BRIEF:
As the lines appear below, please set them down exactly, starting at the first and finishing with the one containing "Health check endpoints.".

DATA PROVIDED:
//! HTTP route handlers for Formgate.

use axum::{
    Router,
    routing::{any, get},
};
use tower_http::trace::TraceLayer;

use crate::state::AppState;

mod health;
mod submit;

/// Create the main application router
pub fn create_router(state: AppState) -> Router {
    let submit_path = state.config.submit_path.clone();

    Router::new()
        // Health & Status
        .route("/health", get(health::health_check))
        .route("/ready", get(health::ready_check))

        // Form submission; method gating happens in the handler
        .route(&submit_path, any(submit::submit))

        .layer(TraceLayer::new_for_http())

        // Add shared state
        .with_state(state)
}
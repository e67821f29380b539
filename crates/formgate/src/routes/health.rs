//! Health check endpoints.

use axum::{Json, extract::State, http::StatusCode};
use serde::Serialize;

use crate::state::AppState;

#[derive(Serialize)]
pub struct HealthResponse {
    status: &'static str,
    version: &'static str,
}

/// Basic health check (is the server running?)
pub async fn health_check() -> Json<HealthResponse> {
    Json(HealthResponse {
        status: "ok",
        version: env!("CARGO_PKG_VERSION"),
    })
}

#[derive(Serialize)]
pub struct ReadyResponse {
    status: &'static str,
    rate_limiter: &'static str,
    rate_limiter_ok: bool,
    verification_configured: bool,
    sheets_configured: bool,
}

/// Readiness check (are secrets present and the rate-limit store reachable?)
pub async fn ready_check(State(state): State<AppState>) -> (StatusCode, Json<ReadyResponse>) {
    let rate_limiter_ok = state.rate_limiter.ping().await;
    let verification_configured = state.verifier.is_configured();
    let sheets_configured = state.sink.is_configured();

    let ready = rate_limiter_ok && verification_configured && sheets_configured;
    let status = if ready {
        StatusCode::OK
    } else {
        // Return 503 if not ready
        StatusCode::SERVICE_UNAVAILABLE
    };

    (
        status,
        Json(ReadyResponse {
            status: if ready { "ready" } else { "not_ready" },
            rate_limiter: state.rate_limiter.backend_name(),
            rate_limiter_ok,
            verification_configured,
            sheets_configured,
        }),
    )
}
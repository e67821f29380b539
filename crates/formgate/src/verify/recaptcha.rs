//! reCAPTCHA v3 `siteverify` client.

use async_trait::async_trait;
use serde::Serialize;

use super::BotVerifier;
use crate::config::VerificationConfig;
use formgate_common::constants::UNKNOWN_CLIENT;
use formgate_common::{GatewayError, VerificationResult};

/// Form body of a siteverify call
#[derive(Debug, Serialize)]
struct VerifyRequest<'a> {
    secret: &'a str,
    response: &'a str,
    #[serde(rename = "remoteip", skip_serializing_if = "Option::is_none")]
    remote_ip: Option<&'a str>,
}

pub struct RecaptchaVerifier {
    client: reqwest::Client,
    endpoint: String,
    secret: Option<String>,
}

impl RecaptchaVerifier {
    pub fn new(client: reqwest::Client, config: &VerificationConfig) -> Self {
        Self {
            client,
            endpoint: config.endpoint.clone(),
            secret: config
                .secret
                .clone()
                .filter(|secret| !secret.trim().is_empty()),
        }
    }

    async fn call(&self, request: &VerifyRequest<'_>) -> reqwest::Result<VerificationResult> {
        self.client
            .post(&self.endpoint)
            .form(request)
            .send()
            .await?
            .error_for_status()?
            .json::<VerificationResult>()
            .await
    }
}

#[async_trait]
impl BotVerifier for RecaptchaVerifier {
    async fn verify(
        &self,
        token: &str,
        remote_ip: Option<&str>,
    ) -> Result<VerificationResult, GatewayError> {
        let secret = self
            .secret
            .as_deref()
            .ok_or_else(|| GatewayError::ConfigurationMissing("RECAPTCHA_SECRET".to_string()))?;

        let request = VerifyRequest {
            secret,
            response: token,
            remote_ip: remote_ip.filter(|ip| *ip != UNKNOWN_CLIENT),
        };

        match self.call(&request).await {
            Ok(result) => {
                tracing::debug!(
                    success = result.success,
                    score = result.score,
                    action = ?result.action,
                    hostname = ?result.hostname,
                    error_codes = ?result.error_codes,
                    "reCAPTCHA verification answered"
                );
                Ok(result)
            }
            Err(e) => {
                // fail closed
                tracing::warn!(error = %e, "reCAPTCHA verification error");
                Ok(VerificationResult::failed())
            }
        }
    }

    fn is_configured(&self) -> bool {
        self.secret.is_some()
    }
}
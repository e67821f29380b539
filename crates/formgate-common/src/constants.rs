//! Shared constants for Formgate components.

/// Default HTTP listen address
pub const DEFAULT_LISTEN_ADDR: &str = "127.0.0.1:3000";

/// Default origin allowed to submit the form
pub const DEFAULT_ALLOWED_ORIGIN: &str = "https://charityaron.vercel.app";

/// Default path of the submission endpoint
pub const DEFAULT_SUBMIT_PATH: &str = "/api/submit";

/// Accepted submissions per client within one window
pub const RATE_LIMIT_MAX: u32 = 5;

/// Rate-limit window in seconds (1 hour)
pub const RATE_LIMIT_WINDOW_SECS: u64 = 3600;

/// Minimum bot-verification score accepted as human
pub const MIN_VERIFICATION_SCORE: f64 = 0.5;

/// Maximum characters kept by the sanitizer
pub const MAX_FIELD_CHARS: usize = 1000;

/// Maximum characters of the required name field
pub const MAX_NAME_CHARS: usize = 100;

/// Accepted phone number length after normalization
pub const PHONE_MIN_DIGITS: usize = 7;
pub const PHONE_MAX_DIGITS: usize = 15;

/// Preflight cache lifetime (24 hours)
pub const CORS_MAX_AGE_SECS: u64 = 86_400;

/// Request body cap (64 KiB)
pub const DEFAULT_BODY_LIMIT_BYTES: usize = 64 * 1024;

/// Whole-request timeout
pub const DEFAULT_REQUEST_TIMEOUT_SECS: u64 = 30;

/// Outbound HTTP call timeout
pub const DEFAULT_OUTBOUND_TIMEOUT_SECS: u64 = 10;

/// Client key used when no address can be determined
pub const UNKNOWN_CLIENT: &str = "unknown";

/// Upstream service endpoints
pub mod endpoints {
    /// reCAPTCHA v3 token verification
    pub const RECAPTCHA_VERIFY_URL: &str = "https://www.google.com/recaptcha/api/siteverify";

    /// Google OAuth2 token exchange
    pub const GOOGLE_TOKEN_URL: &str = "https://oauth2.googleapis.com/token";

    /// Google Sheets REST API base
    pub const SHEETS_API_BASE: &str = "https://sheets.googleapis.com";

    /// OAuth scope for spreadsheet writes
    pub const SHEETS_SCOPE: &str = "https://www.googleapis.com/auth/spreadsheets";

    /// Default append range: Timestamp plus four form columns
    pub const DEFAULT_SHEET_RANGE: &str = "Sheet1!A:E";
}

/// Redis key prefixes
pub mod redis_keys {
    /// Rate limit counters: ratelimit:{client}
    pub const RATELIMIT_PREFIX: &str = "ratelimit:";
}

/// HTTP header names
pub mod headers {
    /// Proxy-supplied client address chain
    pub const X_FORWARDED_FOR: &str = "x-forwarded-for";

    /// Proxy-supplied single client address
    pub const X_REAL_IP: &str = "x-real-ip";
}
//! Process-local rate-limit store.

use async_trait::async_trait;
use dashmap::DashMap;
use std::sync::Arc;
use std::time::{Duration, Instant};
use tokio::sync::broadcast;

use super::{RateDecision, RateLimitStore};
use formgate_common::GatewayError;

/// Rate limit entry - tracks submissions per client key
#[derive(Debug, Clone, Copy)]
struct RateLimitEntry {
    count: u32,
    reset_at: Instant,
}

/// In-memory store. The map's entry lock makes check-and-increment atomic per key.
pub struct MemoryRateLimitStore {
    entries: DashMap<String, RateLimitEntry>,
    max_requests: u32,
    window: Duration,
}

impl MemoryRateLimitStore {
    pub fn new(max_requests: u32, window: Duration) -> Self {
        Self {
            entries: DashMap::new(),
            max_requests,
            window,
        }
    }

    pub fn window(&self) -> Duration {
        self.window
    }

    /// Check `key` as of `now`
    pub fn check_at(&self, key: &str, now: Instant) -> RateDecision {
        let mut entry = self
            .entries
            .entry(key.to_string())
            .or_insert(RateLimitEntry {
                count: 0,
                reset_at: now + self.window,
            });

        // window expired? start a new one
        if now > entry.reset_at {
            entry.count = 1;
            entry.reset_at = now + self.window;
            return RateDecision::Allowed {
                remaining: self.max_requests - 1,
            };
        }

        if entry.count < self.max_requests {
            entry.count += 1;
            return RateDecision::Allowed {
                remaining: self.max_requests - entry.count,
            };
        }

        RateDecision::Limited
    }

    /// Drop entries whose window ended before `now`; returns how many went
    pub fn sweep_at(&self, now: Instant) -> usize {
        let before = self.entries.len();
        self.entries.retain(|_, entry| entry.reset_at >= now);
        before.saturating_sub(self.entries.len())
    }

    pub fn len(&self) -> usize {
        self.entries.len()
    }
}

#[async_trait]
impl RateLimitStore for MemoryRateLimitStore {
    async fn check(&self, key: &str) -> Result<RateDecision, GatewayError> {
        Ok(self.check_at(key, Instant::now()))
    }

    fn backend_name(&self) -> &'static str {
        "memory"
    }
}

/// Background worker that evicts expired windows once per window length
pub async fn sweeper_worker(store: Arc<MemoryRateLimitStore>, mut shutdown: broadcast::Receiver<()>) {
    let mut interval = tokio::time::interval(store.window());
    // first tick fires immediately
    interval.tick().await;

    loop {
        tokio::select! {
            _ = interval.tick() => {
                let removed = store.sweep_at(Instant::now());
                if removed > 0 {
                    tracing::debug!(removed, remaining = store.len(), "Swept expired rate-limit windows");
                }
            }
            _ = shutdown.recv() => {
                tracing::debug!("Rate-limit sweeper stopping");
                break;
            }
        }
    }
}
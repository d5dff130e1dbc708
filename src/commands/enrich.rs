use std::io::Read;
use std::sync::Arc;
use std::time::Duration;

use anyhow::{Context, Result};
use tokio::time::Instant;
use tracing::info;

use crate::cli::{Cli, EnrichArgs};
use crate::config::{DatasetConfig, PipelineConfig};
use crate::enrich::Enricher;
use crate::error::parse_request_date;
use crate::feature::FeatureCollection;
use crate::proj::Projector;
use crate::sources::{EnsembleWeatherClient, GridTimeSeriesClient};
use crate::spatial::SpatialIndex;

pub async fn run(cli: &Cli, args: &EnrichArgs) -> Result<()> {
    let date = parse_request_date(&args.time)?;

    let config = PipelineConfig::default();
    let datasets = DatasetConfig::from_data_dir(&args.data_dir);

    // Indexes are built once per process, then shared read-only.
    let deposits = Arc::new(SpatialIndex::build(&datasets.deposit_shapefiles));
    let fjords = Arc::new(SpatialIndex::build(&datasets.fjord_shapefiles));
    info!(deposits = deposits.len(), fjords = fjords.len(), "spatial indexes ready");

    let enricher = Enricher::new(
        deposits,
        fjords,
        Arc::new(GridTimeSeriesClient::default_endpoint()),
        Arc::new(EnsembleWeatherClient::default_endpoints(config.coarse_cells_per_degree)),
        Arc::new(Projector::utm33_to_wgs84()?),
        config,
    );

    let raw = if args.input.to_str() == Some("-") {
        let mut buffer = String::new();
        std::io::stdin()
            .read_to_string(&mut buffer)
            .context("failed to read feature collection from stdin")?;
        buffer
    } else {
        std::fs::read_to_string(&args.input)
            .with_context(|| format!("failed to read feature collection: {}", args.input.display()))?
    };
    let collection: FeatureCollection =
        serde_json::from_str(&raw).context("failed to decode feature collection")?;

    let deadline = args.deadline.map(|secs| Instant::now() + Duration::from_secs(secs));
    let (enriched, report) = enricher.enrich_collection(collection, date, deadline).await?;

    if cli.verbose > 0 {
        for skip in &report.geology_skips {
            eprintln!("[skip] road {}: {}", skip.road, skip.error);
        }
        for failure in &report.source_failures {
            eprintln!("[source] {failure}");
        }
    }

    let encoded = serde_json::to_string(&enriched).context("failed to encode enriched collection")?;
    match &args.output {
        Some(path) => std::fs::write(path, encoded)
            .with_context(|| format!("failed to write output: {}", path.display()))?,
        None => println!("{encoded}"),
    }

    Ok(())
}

RESPONSE BELOW:
//! HTTP route handlers for Formgate.

use axum::{
    Router,
    routing::{any, get},
};
use tower_http::trace::TraceLayer;

use crate::state::AppState;

mod health;
mod submit;

/// Create the main application router
pub fn create_router(state: AppState) -> Router {
    let submit_path = state.config.submit_path.clone();

    Router::new()
        // Health & Status
        .route("/health", get(health::health_check))
        .route("/ready", get(health::ready_check))

        // Form submission; method gating happens in the handler
        .route(&submit_path, any(submit::submit))

        .layer(TraceLayer::new_for_http())

        // Add shared state
        .with_state(state)
}
repository e67821f29380b539
filename crates/formgate/src/routes/health.rs
//! Health check endpoints.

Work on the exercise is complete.